[Collected data entries]
******************************

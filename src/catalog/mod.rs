//! Category catalog: the closed set of cleanup targets.
//!
//! Each category maps to one or more batch specs with static candidate path
//! lists. This is deliberately an enum rather than any string-to-handler
//! dispatch; the engine interprets typed specs natively, so paths with
//! spaces or shell metacharacters need no quoting anywhere.

#![allow(missing_docs)]

use std::path::{Path, PathBuf};

use crate::engine::batch::BatchSpec;

/// A selectable cleanup category.
#[derive(Debug, Clone, Copy, PartialEq, Eq, Hash)]
pub enum Category {
    BrowserCaches,
    BrowserHistory,
    ShellHistory,
    UserCaches,
    UserLogs,
    Thumbnails,
    Trash,
    TempFiles,
    SystemLogs,
}

/// Every category, in menu order.
pub const ALL_CATEGORIES: [Category; 9] = [
    Category::BrowserCaches,
    Category::BrowserHistory,
    Category::ShellHistory,
    Category::UserCaches,
    Category::UserLogs,
    Category::Thumbnails,
    Category::Trash,
    Category::TempFiles,
    Category::SystemLogs,
];

impl Category {
    /// Stable identifier used on the command line.
    #[must_use]
    pub const fn id(self) -> &'static str {
        match self {
            Self::BrowserCaches => "browser-caches",
            Self::BrowserHistory => "browser-history",
            Self::ShellHistory => "shell-history",
            Self::UserCaches => "user-caches",
            Self::UserLogs => "user-logs",
            Self::Thumbnails => "thumbnails",
            Self::Trash => "trash",
            Self::TempFiles => "temp-files",
            Self::SystemLogs => "system-logs",
        }
    }

    /// Human-readable menu title.
    #[must_use]
    pub const fn title(self) -> &'static str {
        match self {
            Self::BrowserCaches => "Browser caches",
            Self::BrowserHistory => "Browser history",
            Self::ShellHistory => "Shell history",
            Self::UserCaches => "User caches",
            Self::UserLogs => "User logs",
            Self::Thumbnails => "Thumbnail caches",
            Self::Trash => "Trash",
            Self::TempFiles => "Temporary files",
            Self::SystemLogs => "System logs",
        }
    }

    /// Parse a command-line identifier.
    #[must_use]
    pub fn from_id(id: &str) -> Option<Self> {
        ALL_CATEGORIES.iter().copied().find(|c| c.id() == id)
    }

    /// Whether the category touches paths owned by root.
    #[must_use]
    pub const fn requires_root(self) -> bool {
        matches!(self, Self::SystemLogs)
    }

    /// Expand the category into batch specs rooted at `home`.
    #[must_use]
    pub fn batch_specs(self, home: &Path) -> Vec<BatchSpec> {
        match self {
            Self::BrowserCaches => vec![
                BatchSpec::new(
                    "Firefox cache",
                    vec![home.join(".cache/mozilla/firefox")],
                ),
                BatchSpec::new(
                    "Chromium-family caches",
                    vec![
                        home.join(".cache/google-chrome"),
                        home.join(".cache/chromium"),
                        home.join(".cache/BraveSoftware"),
                    ],
                ),
            ],
            Self::BrowserHistory => vec![
                BatchSpec::new(
                    "Firefox history",
                    firefox_profile_files(home, &["places.sqlite", "formhistory.sqlite"]),
                ),
                BatchSpec::new(
                    "Chromium-family history",
                    vec![
                        home.join(".config/google-chrome/Default/History"),
                        home.join(".config/chromium/Default/History"),
                    ],
                ),
            ],
            Self::ShellHistory => vec![BatchSpec::new(
                "Shell history",
                vec![
                    home.join(".bash_history"),
                    home.join(".zsh_history"),
                    home.join(".local/share/fish/fish_history"),
                    home.join(".python_history"),
                    home.join(".lesshst"),
                ],
            )],
            Self::UserCaches => vec![BatchSpec::new(
                "User caches",
                vec![
                    home.join(".cache/pip"),
                    home.join(".cache/fontconfig"),
                    home.join(".cache/mesa_shader_cache"),
                ],
            )],
            Self::UserLogs => vec![BatchSpec::new(
                "User logs",
                vec![home.join(".xsession-errors"), home.join(".wget-hsts")],
            )],
            Self::Thumbnails => vec![BatchSpec::new(
                "Thumbnail caches",
                vec![
                    home.join(".cache/thumbnails"),
                    home.join(".thumbnails"),
                ],
            )],
            Self::Trash => vec![BatchSpec::new(
                "Trash",
                vec![
                    home.join(".local/share/Trash/files"),
                    home.join(".local/share/Trash/info"),
                ],
            )],
            Self::TempFiles => vec![BatchSpec::new(
                "Session temp files",
                vec![home.join(".local/share/xorg"), home.join(".cache/event-sound-cache")],
            )],
            Self::SystemLogs => vec![BatchSpec::new(
                "System logs",
                vec![
                    PathBuf::from("/var/log/syslog.1"),
                    PathBuf::from("/var/log/kern.log.1"),
                    PathBuf::from("/var/log/auth.log.1"),
                    PathBuf::from("/var/log/dmesg.0"),
                ],
            )],
        }
    }

    /// Directories that dependent applications expect to keep existing, so
    /// the run loop recreates them empty right after removal.
    #[must_use]
    pub fn recreate_after(self, home: &Path) -> Vec<PathBuf> {
        match self {
            Self::Thumbnails => vec![home.join(".cache/thumbnails")],
            Self::Trash => vec![
                home.join(".local/share/Trash/files"),
                home.join(".local/share/Trash/info"),
            ],
            _ => Vec::new(),
        }
    }
}

/// Resolve candidate files inside Firefox profile directories.
///
/// Profile names are randomized (`xxxxxxxx.default-release`), so the static
/// list is produced by a shallow scan of the profiles root.
fn firefox_profile_files(home: &Path, names: &[&str]) -> Vec<PathBuf> {
    let profiles_root = home.join(".mozilla/firefox");
    let Ok(entries) = std::fs::read_dir(&profiles_root) else {
        return Vec::new();
    };

    let mut out = Vec::new();
    for entry in entries.flatten() {
        let profile = entry.path();
        if !profile.is_dir() {
            continue;
        }
        for name in names {
            out.push(profile.join(name));
        }
    }
    out.sort();
    out
}

/// Collapse duplicate selections to one execution per distinct category,
/// preserving first-occurrence order, then expand into batch specs.
#[must_use]
pub fn expand_selection(categories: &[Category], home: &Path) -> Vec<BatchSpec> {
    let mut seen = std::collections::HashSet::new();
    let mut specs = Vec::new();
    for category in categories {
        if seen.insert(*category) {
            specs.extend(category.batch_specs(home));
        }
    }
    specs
}

#[cfg(test)]
mod tests {
    use super::*;

    #[test]
    fn ids_round_trip() {
        for category in ALL_CATEGORIES {
            assert_eq!(Category::from_id(category.id()), Some(category));
        }
        assert_eq!(Category::from_id("nonsense"), None);
    }

    #[test]
    fn ids_are_unique() {
        let ids: std::collections::HashSet<&str> =
            ALL_CATEGORIES.iter().map(|c| c.id()).collect();
        assert_eq!(ids.len(), ALL_CATEGORIES.len());
    }

    #[test]
    fn only_system_logs_requires_root() {
        for category in ALL_CATEGORIES {
            assert_eq!(
                category.requires_root(),
                category == Category::SystemLogs,
                "{}",
                category.id()
            );
        }
    }

    #[test]
    fn every_category_yields_specs_with_candidates() {
        let home = Path::new("/home/someone");
        for category in ALL_CATEGORIES {
            let specs = category.batch_specs(home);
            assert!(!specs.is_empty(), "{} has no specs", category.id());
            for spec in &specs {
                // Firefox history expands empty when no profiles exist.
                if spec.label == "Firefox history" {
                    continue;
                }
                assert!(
                    !spec.candidates.is_empty(),
                    "{} spec {:?} has no candidates",
                    category.id(),
                    spec.label
                );
            }
        }
    }

    #[test]
    fn candidate_paths_are_absolute() {
        let home = Path::new("/home/someone");
        for category in ALL_CATEGORIES {
            for spec in category.batch_specs(home) {
                for path in &spec.candidates {
                    assert!(path.is_absolute(), "{path:?} not absolute");
                }
            }
        }
    }

    #[test]
    fn duplicate_selections_collapse() {
        let home = Path::new("/home/someone");
        let once = expand_selection(&[Category::ShellHistory], home);
        let twice = expand_selection(
            &[Category::ShellHistory, Category::ShellHistory],
            home,
        );
        assert_eq!(once.len(), twice.len());
    }

    #[test]
    fn selection_preserves_first_occurrence_order() {
        let home = Path::new("/home/someone");
        let specs = expand_selection(
            &[
                Category::Trash,
                Category::ShellHistory,
                Category::Trash,
            ],
            home,
        );
        assert_eq!(specs[0].label, "Trash");
        assert_eq!(specs[1].label, "Shell history");
        assert_eq!(specs.len(), 2);
    }

    #[test]
    fn firefox_profile_scan_finds_history_files() {
        let dir = tempfile::tempdir().unwrap();
        let profile = dir.path().join(".mozilla/firefox/ab12cd34.default-release");
        std::fs::create_dir_all(&profile).unwrap();

        let files = firefox_profile_files(dir.path(), &["places.sqlite"]);
        assert_eq!(files, vec![profile.join("places.sqlite")]);
    }

    #[test]
    fn firefox_profile_scan_tolerates_missing_root() {
        let dir = tempfile::tempdir().unwrap();
        assert!(firefox_profile_files(dir.path(), &["places.sqlite"]).is_empty());
    }

    #[test]
    fn trash_dirs_marked_for_recreation() {
        let home = Path::new("/home/someone");
        assert_eq!(Category::Trash.recreate_after(home).len(), 2);
        assert!(Category::ShellHistory.recreate_after(home).is_empty());
    }
}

******************************

Task description
Your answer must consist only of the lines from the start of the records above through the line with "use crate::engine::batch::BatchSpec;", each retyped exactly.

Response to the exercise
filename src/catalog/mod.rs
//! Category catalog: the closed set of cleanup targets.
//!
//! Each category maps to one or more batch specs with static candidate path
//! lists. This is deliberately an enum rather than any string-to-handler
//! dispatch; the engine interprets typed specs natively, so paths with
//! spaces or shell metacharacters need no quoting anywhere.

#![allow(missing_docs)]

use std::path::{Path, PathBuf};

use crate::engine::batch::BatchSpec;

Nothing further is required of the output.